##### Records supplied #####
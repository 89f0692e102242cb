//! In-memory calibration image.

use crate::error::StorageError;

use super::{offsets, CalibrationStore};

/// Value of an erased storage cell.
const ERASED: u8 = 0xFF;

/// A byte image of calibration storage.
///
/// Cells start erased (`0xFF`). An 8-bit read of an erased cell, or a 32-bit read whose four
/// cells are all erased, returns the caller default. Words are little-endian.
#[derive(Debug, Clone, PartialEq, Eq)]
pub struct EepromImage<const N: usize = { offsets::END as usize }> {
    bytes: [u8; N],
}

impl<const N: usize> Default for EepromImage<N> {
    fn default() -> Self {
        Self::new()
    }
}

impl<const N: usize> EepromImage<N> {
    /// Create a fully erased image.
    pub const fn new() -> Self {
        Self { bytes: [ERASED; N] }
    }

    /// Wrap an existing image, e.g. one read back from a device.
    pub const fn from_bytes(bytes: [u8; N]) -> Self {
        Self { bytes }
    }

    /// Raw image contents.
    pub fn as_bytes(&self) -> &[u8; N] {
        &self.bytes
    }

    /// Erase every cell.
    pub fn erase(&mut self) {
        self.bytes = [ERASED; N];
    }

    /// Write an 8-bit value.
    pub fn write_u8(&mut self, offset: u16, value: u8) -> Result<(), StorageError> {
        let cell = self
            .bytes
            .get_mut(offset as usize)
            .ok_or(StorageError::OutOfRange { offset, width: 1 })?;
        *cell = value;
        Ok(())
    }

    /// Write a 32-bit value.
    pub fn write_u32(&mut self, offset: u16, value: u32) -> Result<(), StorageError> {
        let start = offset as usize;
        let cells = self
            .bytes
            .get_mut(start..start + 4)
            .ok_or(StorageError::OutOfRange { offset, width: 4 })?;
        cells.copy_from_slice(&value.to_le_bytes());
        Ok(())
    }

    /// Write a signed 32-bit value.
    pub fn write_i32(&mut self, offset: u16, value: i32) -> Result<(), StorageError> {
        self.write_u32(offset, value as u32)
    }
}

impl<const N: usize> CalibrationStore for EepromImage<N> {
    fn read_u8(&self, offset: u16, default: u8) -> u8 {
        match self.bytes.get(offset as usize) {
            Some(&value) if value != ERASED => value,
            _ => default,
        }
    }

    fn read_u32(&self, offset: u16, default: u32) -> u32 {
        let start = offset as usize;
        match self.bytes.get(start..start + 4) {
            Some(cells) if cells.iter().any(|&b| b != ERASED) => {
                u32::from_le_bytes([cells[0], cells[1], cells[2], cells[3]])
            }
            _ => default,
        }
    }
}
#####
From the records above, report the count of lines containing "usize" and nothing more.

# Response box
8